On the subject of health and smoking. I am 57 with white teeth and nice skin lol can't remember when I last had a cold and can't remember when I last went to the doc. I have never in my life been hospitalized or medicated for anything smoking related - although an anti smoker would say that everything I have ever had was smoking related, even if it was a wart on my left............knee.
Here is the good bit.
In the mid nineties I left a profession which had taken it's toll on my acute anxiety. Four months before I finally 'threw in the towel', somethnig unusual happened, I was ill! Flu (which I never get), followed by sinusitus (which I had never had before) then tonsilitus (I don't even have tonsils).
Here is the interesting bit. A stressful job which I had coped with until the last three years of that employment, wait for it, one of the things which happened during those final three years was that they banned smoking!!!

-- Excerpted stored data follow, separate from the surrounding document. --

// src/config.rs
// =============================================================================
// Session configuration, read from a TOML file.
//
// Example crawler.toml:
//
//   [session]
//   base_url = "https://www.example.com"
//   username = "me@example.com"
//   password_env = "PROFILE_CRAWLER_PASSWORD"   # optional
//   timeout_secs = 10                           # optional
//   request_delay_ms = 100                      # optional
//
// The password itself never lives in the file: we read it from the
// environment variable named by `password_env`.
// =============================================================================

use crate::error::SessionError;
use serde::Deserialize;
use std::path::Path;
use std::time::Duration;
use url::Url;

pub const DEFAULT_CONFIG_PATH: &str = "crawler.toml";

#[derive(Debug, Clone, Deserialize)]
pub struct Config {
    pub session: SessionConfig,
}

#[derive(Debug, Clone, Deserialize)]
pub struct SessionConfig {
    /// Site root; profile pages live at {base_url}/in/{id}/
    pub base_url: String,
    #[serde(default = "default_login_path")]
    pub login_path: String,
    pub username: String,
    #[serde(default = "default_password_env")]
    pub password_env: String,
    #[serde(default = "default_timeout_secs")]
    pub timeout_secs: u64,
    /// Pause between two page fetches
    #[serde(default = "default_request_delay_ms")]
    pub request_delay_ms: u64,
    #[serde(default = "default_user_agent")]
    pub user_agent: String,
}

fn default_login_path() -> String {
    "/login/".to_string()
}

fn default_password_env() -> String {
    "PROFILE_CRAWLER_PASSWORD".to_string()
}

fn default_timeout_secs() -> u64 {
    10
}

fn default_request_delay_ms() -> u64 {
    100
}

fn default_user_agent() -> String {
    concat!("profile-crawler/", env!("CARGO_PKG_VERSION")).to_string()
}

impl Config {
    /// Reads and parses a config file
    pub fn load(path: &Path) -> Result<Self, SessionError> {
        let text = std::fs::read_to_string(path).map_err(|source| SessionError::ConfigRead {
            path: path.to_path_buf(),
            source,
        })?;
        Self::parse(&text)
    }

    pub fn parse(text: &str) -> Result<Self, SessionError> {
        let config: Config = toml::from_str(text)?;
        config.session.base()?;
        Ok(config)
    }
}

impl SessionConfig {
    /// The parsed base URL
    pub fn base(&self) -> Result<Url, SessionError> {
        Url::parse(&self.base_url).map_err(|e| SessionError::InvalidBaseUrl(format!("{}: {}", self.base_url, e)))
    }

    pub fn login_url(&self) -> Result<Url, SessionError> {
        self.base()?
            .join(&self.login_path)
            .map_err(|e| SessionError::InvalidBaseUrl(format!("{}: {}", self.login_path, e)))
    }

    /// Reads the password from the configured environment variable
    pub fn password(&self) -> Result<String, SessionError> {
        std::env::var(&self.password_env).map_err(|_| SessionError::MissingPassword(self.password_env.clone()))
    }

    pub fn timeout(&self) -> Duration {
        Duration::from_secs(self.timeout_secs)
    }

    pub fn request_delay(&self) -> Duration {
        Duration::from_millis(self.request_delay_ms)
    }
}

Dont know if I'm speaking too soon, but signs show that there seems to be a small relaxation by the smoke police, more so in rural ireland. I wonder is this due to No tangible health improvement in the population since the ban or is it due to the downturn in the ecomomy that revenue is taking precedence or is the that the worried well have more immediate priorities ie no jobs and bleak prospects for the future. Maybe some day they will need the comfort of a ciggy and come off their high horse when they get the urge to light up a Hamlet.
The downturn in the economy might not be such a bad thing after all!
Nick Clegg has just said that the Government were treating us like children and taking away our liberties. Didn't nearly all Libdem MPs vote for the blanket smoking ban?
I have been voting LibDem over the last few elections, and am a member of the LibDems, but am somewhat disillusioned by their apparent stance ragarding Civil Liberties, but in practice have proved rather illiberal like for example by voting predominantly voting in favour the despised, divisive, spiteful Smoking Ban! They too are infected by the sickly, infectious "Politically Correct" bug!
Come on everyone jog off to your local gym, which formerly was a pub!